Он достал свои замечательные золотые часы, повернул циферблат к свечке.
– Одиннадцать с четвертью.
– Поздно, – сказала я. – Папа, наверное, уже спит. Я не хочу его будить и волновать. Мне кажется, последние месяцы он себя плохо чувствует. Пусть спит. И потом: где ты возьмешь извозчика? Неужели побежишь в гастхаус за полверсты, будешь будить хозяина и вызывать извозчика по телефону?
– Извозчик здесь, – сказал Петер. – Извозчик ждет.
Мне стало очень неприятно. Представьте себе – каков негодяй! Повел соблазнять девушку и не отпустил извозчика!
– Какой ты богатый, – сказала я. – Или тебе платит господин Фишер? Он покрывает твои расходы?
– Какой господин Фишер? – возмутился он.
– Да какой угодно, – возмутилась я в ответ. – Фишер, Миллер, Штиглиц, Берман, Шуленбург – почем я знаю, как зовут всю эту вашу банду шпионов?
– Ты очень устала, – сказал Петер. – Я видел, что ты себя неважно чувствуешь, и поэтому на всякий случай велел извозчику не уезжать.
– То есть ты хотел быстро-быстро лишить меня невинности и быстро-быстро отвезти меня домой к папе? Так? Или быстро-быстро смыться? Да, конечно, ты оставил извозчика, потому что собрался всё быстренько сделать и тут же смыться! И ты еще спрашиваешь меня, почему я так люблю аристократов?
– Адальберта, – сказал он, – у тебя сегодня какой-то очень тяжелый день. Я по лицу вижу. Прости меня, если я тебя обидел. Ты мне на самом деле ужасно понравилась. Я просто голову потерял.
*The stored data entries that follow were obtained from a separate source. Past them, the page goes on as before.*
impl TransferStore for Database {
    fn create_legacy(&self, record: &LegacyRecord) -> Result<()> {
        self.conn
            .execute(
                r#"
                INSERT INTO legacy_transfers
                (id, version, status, ciphertext, encrypted_key, private_key_p,
                 private_key_x, digest, hashed_pin, attempt_count, expires_at,
                 file_name, huffman_tree, original_size, compressed_size,
                 intended_receiver, actual_receiver, accessed_at, created_at)
                VALUES (?, ?, ?, ?, ?, ?, ?, ?, ?, ?, ?, ?, ?, ?, ?, ?, ?, ?, ?)
                "#,
                params![
                    record.id.as_bytes().as_slice(),
                    record.version as i64,
                    record.status.as_str(),
                    record.ciphertext,
                    record.encrypted_key,
                    record.private_key_p,
                    record.private_key_x,
                    record.digest.as_slice(),
                    record.hashed_pin,
                    record.attempt_count as i64,
                    record.expires_at,
                    record.file_name,
                    record.tree,
                    record.original_size as i64,
                    record.compressed_size as i64,
                    record.intended_receiver,
                    record.actual_receiver,
                    record.accessed_at,
                    record.created_at,
                ],
            )
            .map_err(|e| Error::Storage(format!("failed to store transfer: {}", e)))?;
        Ok(())
    }

    fn get_legacy(&self, id: &TransferId) -> Result<Option<LegacyRecord>> {
        let mut stmt = self
            .conn
            .prepare(
                r#"
                SELECT id, version, status, ciphertext, encrypted_key,
                       private_key_p, private_key_x, digest, hashed_pin,
                       attempt_count, expires_at, file_name, huffman_tree,
                       original_size, compressed_size, intended_receiver,
                       actual_receiver, accessed_at, created_at
                FROM legacy_transfers WHERE id = ?
                "#,
            )
            .map_err(|e| Error::Storage(e.to_string()))?;

        let result = stmt.query_row(params![id.as_bytes().as_slice()], |row| {
            let id = id_from_blob(row.get(0)?)?;
            let version: i64 = row.get(1)?;
            let status: String = row.get(2)?;
            let digest = digest_from_blob(row.get(7)?)?;
            let attempt_count: i64 = row.get(9)?;
            let original_size: i64 = row.get(13)?;
            let compressed_size: i64 = row.get(14)?;
            Ok(LegacyRecord {
                id,
                version: version as u64,
                status: LegacyStatus::Active, // replaced below
                ciphertext: row.get(3)?,
                encrypted_key: row.get(4)?,
                private_key_p: row.get(5)?,
                private_key_x: row.get(6)?,
                digest,
                hashed_pin: row.get(8)?,
                attempt_count: attempt_count as u8,
                expires_at: row.get(10)?,
                file_name: row.get(11)?,
                tree: row.get(12)?,
                original_size: original_size as u64,
                compressed_size: compressed_size as u64,
                intended_receiver: row.get(15)?,
                actual_receiver: row.get(16)?,
                accessed_at: row.get(17)?,
                created_at: row.get(18)?,
            })
            .map(|record| (record, status))
        });

        match result {
            Ok((mut record, status)) => {
                record.status = LegacyStatus::parse(&status)?;
                Ok(Some(record))
            }
            Err(rusqlite::Error::QueryReturnedNoRows) => Ok(None),
            Err(e) => Err(Error::Storage(e.to_string())),
        }
    }

    fn compare_and_update_legacy(
        &self,
        expected_version: u64,
        record: &LegacyRecord,
    ) -> Result<bool> {
        let rows = self
            .conn
            .execute(
                r#"
                UPDATE legacy_transfers
                SET version = version + 1, status = ?, ciphertext = ?,
                    encrypted_key = ?, private_key_p = ?, private_key_x = ?,
                    huffman_tree = ?, attempt_count = ?, actual_receiver = ?,
                    accessed_at = ?
                WHERE id = ? AND version = ?
                "#,
                params![
                    record.status.as_str(),
                    record.ciphertext,
                    record.encrypted_key,
                    record.private_key_p,
                    record.private_key_x,
                    record.tree,
                    record.attempt_count as i64,
                    record.actual_receiver,
                    record.accessed_at,
                    record.id.as_bytes().as_slice(),
                    expected_version as i64,
                ],
            )
            .map_err(|e| Error::Storage(format!("failed to update transfer: {}", e)))?;
        Ok(rows > 0)
    }

    fn delete_legacy(&self, id: &TransferId) -> Result<()> {
        self.conn
            .execute(
                "DELETE FROM legacy_transfers WHERE id = ?",
                params![id.as_bytes().as_slice()],
            )
            .map_err(|e| Error::Storage(e.to_string()))?;
        Ok(())
    }

    fn create_session(&self, record: &SessionRecord) -> Result<()> {
        self.conn
            .execute(
                r#"
                INSERT INTO sessions
                (id, version, status, sender, key_p, key_g, key_y, ciphertext,
                 encrypted_key, digest, file_name, huffman_tree, original_size,
                 compressed_size, attempt_count, expires_at, created_at,
                 receiver_joined_at, key_generated_at, file_uploaded_at,
                 accessed_at)
                VALUES (?, ?, ?, ?, ?, ?, ?, ?, ?, ?, ?, ?, ?, ?, ?, ?, ?, ?, ?, ?, ?)
                "#,
                params![
                    record.id.as_bytes().as_slice(),
                    record.version as i64,
                    record.status.as_str(),
                    record.sender,
                    record.key_p,
                    record.key_g,
                    record.key_y,
                    record.ciphertext,
                    record.encrypted_key,
                    record.digest.as_ref().map(|d| d.as_slice()),
                    record.file_name,
                    record.tree,
                    record.original_size as i64,
                    record.compressed_size as i64,
                    record.attempt_count as i64,
                    record.expires_at,
                    record.created_at,
                    record.receiver_joined_at,
                    record.key_generated_at,
                    record.file_uploaded_at,
                    record.accessed_at,
                ],
            )
            .map_err(|e| Error::Storage(format!("failed to store session: {}", e)))?;
        Ok(())
    }

    fn get_session(&self, id: &TransferId) -> Result<Option<SessionRecord>> {
        let mut stmt = self
            .conn
            .prepare(
                r#"
                SELECT id, version, status, sender, key_p, key_g, key_y,
                       ciphertext, encrypted_key, digest, file_name,
                       huffman_tree, original_size, compressed_size,
                       attempt_count, expires_at, created_at,
                       receiver_joined_at, key_generated_at, file_uploaded_at,
                       accessed_at
                FROM sessions WHERE id = ?
                "#,
            )
            .map_err(|e| Error::Storage(e.to_string()))?;

        let result = stmt.query_row(params![id.as_bytes().as_slice()], |row| {
            let id = id_from_blob(row.get(0)?)?;
            let version: i64 = row.get(1)?;
            let status: String = row.get(2)?;
            let digest_blob: Option<Vec<u8>> = row.get(9)?;
            let digest = digest_blob.map(digest_from_blob).transpose()?;
            let original_size: i64 = row.get(12)?;
            let compressed_size: i64 = row.get(13)?;
            let attempt_count: i64 = row.get(14)?;
            Ok(SessionRecord {
                id,
                version: version as u64,
                status: SessionStatus::WaitingForReceiver, // replaced below
                sender: row.get(3)?,
                key_p: row.get(4)?,
                key_g: row.get(5)?,
                key_y: row.get(6)?,
                ciphertext: row.get(7)?,
                encrypted_key: row.get(8)?,
                digest,
                file_name: row.get(10)?,
                tree: row.get(11)?,
                original_size: original_size as u64,
                compressed_size: compressed_size as u64,
                attempt_count: attempt_count as u8,
                expires_at: row.get(15)?,
                created_at: row.get(16)?,
                receiver_joined_at: row.get(17)?,
                key_generated_at: row.get(18)?,
                file_uploaded_at: row.get(19)?,
                accessed_at: row.get(20)?,
            })
            .map(|record| (record, status))
        });

        match result {
            Ok((mut record, status)) => {
                record.status = SessionStatus::parse(&status)?;
                Ok(Some(record))
            }
            Err(rusqlite::Error::QueryReturnedNoRows) => Ok(None),
            Err(e) => Err(Error::Storage(e.to_string())),
        }
    }

    fn compare_and_update_session(
        &self,
        expected_version: u64,
        record: &SessionRecord,
    ) -> Result<bool> {
        let rows = self
            .conn
            .execute(
                r#"
                UPDATE sessions
                SET version = version + 1, status = ?, key_p = ?, key_g = ?,
                    key_y = ?, ciphertext = ?, encrypted_key = ?, digest = ?,
                    file_name = ?, huffman_tree = ?, original_size = ?,
                    compressed_size = ?, attempt_count = ?,
                    receiver_joined_at = ?, key_generated_at = ?,
                    file_uploaded_at = ?, accessed_at = ?
                WHERE id = ? AND version = ?
                "#,
                params![
                    record.status.as_str(),
                    record.key_p,
                    record.key_g,
                    record.key_y,
                    record.ciphertext,
                    record.encrypted_key,
                    record.digest.as_ref().map(|d| d.as_slice()),
                    record.file_name,
                    record.tree,
                    record.original_size as i64,
                    record.compressed_size as i64,
                    record.attempt_count as i64,
                    record.receiver_joined_at,
                    record.key_generated_at,
                    record.file_uploaded_at,
                    record.accessed_at,
                    record.id.as_bytes().as_slice(),
                    expected_version as i64,
                ],
            )
            .map_err(|e| Error::Storage(format!("failed to update session: {}", e)))?;
        Ok(rows > 0)
    }

    fn delete_session(&self, id: &TransferId) -> Result<()> {
        self.conn
            .execute(
                "DELETE FROM sessions WHERE id = ?",
                params![id.as_bytes().as_slice()],
            )
            .map_err(|e| Error::Storage(e.to_string()))?;
        Ok(())
    }

    fn sweep(&self, now: i64) -> Result<usize> {
        let legacy = self
            .conn
            .execute(
                "DELETE FROM legacy_transfers
                 WHERE expires_at <= ? OR status IN ('expired', 'consumed')",
                params![now],
            )
            .map_err(|e| Error::Storage(e.to_string()))?;
        let sessions = self
            .conn
            .execute(
                "DELETE FROM sessions
                 WHERE expires_at <= ? OR status IN ('expired', 'consumed')",
                params![now],
            )
            .map_err(|e| Error::Storage(e.to_string()))?;
        Ok(legacy + sessions)
    }
}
– Ага, – сказала я, – но не забыл оставить извозчика. В общем, так: я остаюсь здесь, а ты езжай.
– Ты в этом совершенно уверена? – спросил Петер, и лицо у него сделалось такое же заботливое, как три часа назад, когда он измерял мне пульс в коляске. – Как ты вообще себя чувствуешь? – и снова двумя пальцами взял меня за запястье.
– Я отлично себя чувствую, – сказала я. – Уверена на сто процентов. А если вдруг соберусь умирать, то непременно напишу записочку, что в смерти моей прошу никого не винить. Особенно же, – засмеялась я и от смеха даже села на кровать, потому что вспомнила чудесный полицейский анекдот, который мне этим днем рассказывал Фишер, помните: «этого не знаю, этого не знаю, этого не знаю, а вот эту мерзкую рожу вообще первый раз вижу», – …особенно же, – смеялась я, – ни капельки не винить Петера.
– Ты не знаешь моей фамилии, – засмеялся он.
– Ничего, – в ответ я засмеялась еще громче, – Петера – студента из Белграда, который привез меня сюда на извозчике под номером, дай-ка вспомнить, да неважно, впрочем. Езжай, езжай, – сказала я, встав с кровати и подойдя к двери и раскрыв ее. – До свидания.
Он очень сильно обнял меня. Вот это да! Это еще зачем? Сказано ведь было – «не сегодня!»
– Давай еще поцелуемся, – прошептал он.